**Available data**.
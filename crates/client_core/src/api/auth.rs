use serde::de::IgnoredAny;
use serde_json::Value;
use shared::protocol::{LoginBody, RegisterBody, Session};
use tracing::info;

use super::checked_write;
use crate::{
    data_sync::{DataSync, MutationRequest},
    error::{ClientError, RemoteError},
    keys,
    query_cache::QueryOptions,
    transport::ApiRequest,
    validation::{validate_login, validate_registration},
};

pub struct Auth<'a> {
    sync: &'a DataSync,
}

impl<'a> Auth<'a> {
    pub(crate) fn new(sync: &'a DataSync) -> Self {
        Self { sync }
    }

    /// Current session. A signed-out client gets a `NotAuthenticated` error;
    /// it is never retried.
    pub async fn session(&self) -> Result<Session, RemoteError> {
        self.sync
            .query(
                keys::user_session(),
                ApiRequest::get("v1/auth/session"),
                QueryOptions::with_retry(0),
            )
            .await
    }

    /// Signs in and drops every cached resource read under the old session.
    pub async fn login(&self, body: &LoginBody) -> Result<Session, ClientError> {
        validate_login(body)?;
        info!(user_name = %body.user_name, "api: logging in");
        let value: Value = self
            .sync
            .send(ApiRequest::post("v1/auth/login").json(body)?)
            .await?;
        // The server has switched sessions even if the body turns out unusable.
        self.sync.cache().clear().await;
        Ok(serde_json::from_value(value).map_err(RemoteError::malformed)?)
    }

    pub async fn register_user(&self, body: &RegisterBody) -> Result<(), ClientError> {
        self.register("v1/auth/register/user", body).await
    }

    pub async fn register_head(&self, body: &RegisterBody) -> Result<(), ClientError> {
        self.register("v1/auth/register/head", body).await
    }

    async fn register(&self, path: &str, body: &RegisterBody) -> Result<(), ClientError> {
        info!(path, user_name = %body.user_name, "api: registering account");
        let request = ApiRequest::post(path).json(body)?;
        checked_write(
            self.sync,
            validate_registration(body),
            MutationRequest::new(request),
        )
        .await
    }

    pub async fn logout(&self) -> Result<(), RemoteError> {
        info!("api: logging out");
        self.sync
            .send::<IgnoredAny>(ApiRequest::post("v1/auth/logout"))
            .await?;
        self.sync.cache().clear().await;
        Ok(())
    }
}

**What to produce**. Go through the entries and return each line where the word "RemoteError" appears.

**Completed exercise**.
    error::{ClientError, RemoteError},
    pub async fn session(&self) -> Result<Session, RemoteError> {
        Ok(serde_json::from_value(value).map_err(RemoteError::malformed)?)
    pub async fn logout(&self) -> Result<(), RemoteError> {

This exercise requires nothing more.